Collected data:
====
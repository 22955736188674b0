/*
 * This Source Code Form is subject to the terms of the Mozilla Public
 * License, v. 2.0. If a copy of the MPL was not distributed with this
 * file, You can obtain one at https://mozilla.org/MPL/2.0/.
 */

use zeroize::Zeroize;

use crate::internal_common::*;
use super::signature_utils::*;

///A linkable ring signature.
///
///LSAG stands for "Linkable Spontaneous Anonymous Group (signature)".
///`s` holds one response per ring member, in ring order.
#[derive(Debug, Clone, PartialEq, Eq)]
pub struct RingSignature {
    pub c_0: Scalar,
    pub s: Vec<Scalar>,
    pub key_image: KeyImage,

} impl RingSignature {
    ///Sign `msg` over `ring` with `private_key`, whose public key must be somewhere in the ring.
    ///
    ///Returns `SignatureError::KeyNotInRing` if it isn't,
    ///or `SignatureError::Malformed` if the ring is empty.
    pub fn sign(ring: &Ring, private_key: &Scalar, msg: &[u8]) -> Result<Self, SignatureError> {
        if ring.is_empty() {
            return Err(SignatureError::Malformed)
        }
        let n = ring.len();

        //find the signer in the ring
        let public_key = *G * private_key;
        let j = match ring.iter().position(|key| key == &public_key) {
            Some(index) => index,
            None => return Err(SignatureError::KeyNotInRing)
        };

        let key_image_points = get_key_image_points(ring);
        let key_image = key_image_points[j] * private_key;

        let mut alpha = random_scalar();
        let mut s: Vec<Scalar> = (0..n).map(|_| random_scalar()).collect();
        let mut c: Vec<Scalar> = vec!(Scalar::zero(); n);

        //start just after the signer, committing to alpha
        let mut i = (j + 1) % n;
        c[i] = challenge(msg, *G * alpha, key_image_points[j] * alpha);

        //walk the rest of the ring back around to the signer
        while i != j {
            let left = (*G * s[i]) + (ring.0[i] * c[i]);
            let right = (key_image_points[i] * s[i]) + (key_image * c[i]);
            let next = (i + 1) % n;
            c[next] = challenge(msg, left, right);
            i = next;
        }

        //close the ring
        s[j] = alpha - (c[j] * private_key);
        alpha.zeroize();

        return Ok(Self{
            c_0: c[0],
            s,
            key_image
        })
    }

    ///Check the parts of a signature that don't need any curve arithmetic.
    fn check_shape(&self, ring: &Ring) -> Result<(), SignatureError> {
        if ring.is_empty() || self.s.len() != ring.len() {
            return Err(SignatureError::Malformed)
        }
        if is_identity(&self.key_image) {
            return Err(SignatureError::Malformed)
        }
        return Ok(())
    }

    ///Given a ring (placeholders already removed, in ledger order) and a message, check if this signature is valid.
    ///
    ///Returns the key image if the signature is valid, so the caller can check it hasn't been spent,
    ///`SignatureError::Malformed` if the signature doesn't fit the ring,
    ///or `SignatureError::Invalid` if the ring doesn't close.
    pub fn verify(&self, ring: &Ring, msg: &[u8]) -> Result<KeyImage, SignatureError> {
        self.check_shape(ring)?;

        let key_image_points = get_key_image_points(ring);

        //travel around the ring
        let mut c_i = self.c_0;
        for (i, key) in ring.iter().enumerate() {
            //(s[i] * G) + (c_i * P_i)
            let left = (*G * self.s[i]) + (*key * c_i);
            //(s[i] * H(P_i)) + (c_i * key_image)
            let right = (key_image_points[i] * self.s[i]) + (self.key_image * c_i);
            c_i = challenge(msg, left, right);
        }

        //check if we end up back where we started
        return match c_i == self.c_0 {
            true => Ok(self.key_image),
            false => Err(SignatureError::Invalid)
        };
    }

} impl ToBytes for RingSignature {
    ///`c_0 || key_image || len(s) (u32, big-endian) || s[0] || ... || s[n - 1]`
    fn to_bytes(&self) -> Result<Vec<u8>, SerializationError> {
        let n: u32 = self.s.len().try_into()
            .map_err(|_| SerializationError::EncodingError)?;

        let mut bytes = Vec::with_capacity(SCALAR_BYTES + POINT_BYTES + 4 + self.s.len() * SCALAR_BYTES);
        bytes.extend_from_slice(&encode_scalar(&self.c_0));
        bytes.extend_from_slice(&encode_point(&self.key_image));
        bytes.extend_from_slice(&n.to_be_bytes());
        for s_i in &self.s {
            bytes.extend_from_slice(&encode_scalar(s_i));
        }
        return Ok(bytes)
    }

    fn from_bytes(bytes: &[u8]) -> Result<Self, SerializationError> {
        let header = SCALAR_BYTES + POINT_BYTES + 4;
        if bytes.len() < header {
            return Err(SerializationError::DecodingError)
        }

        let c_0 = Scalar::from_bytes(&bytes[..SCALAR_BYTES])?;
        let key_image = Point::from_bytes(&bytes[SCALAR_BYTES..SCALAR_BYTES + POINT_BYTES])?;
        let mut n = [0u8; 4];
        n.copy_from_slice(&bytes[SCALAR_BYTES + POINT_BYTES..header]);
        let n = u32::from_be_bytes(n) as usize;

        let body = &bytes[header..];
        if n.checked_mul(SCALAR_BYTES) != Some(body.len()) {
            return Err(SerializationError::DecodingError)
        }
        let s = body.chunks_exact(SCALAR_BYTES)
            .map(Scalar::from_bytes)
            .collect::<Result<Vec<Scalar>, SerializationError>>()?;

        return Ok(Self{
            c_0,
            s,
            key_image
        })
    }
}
====
» Task prompt
For every line of the data above that contains "KeyNotInRing", copy that line.

» Expected answer
    ///Returns `SignatureError::KeyNotInRing` if it isn't,
            None => return Err(SignatureError::KeyNotInRing)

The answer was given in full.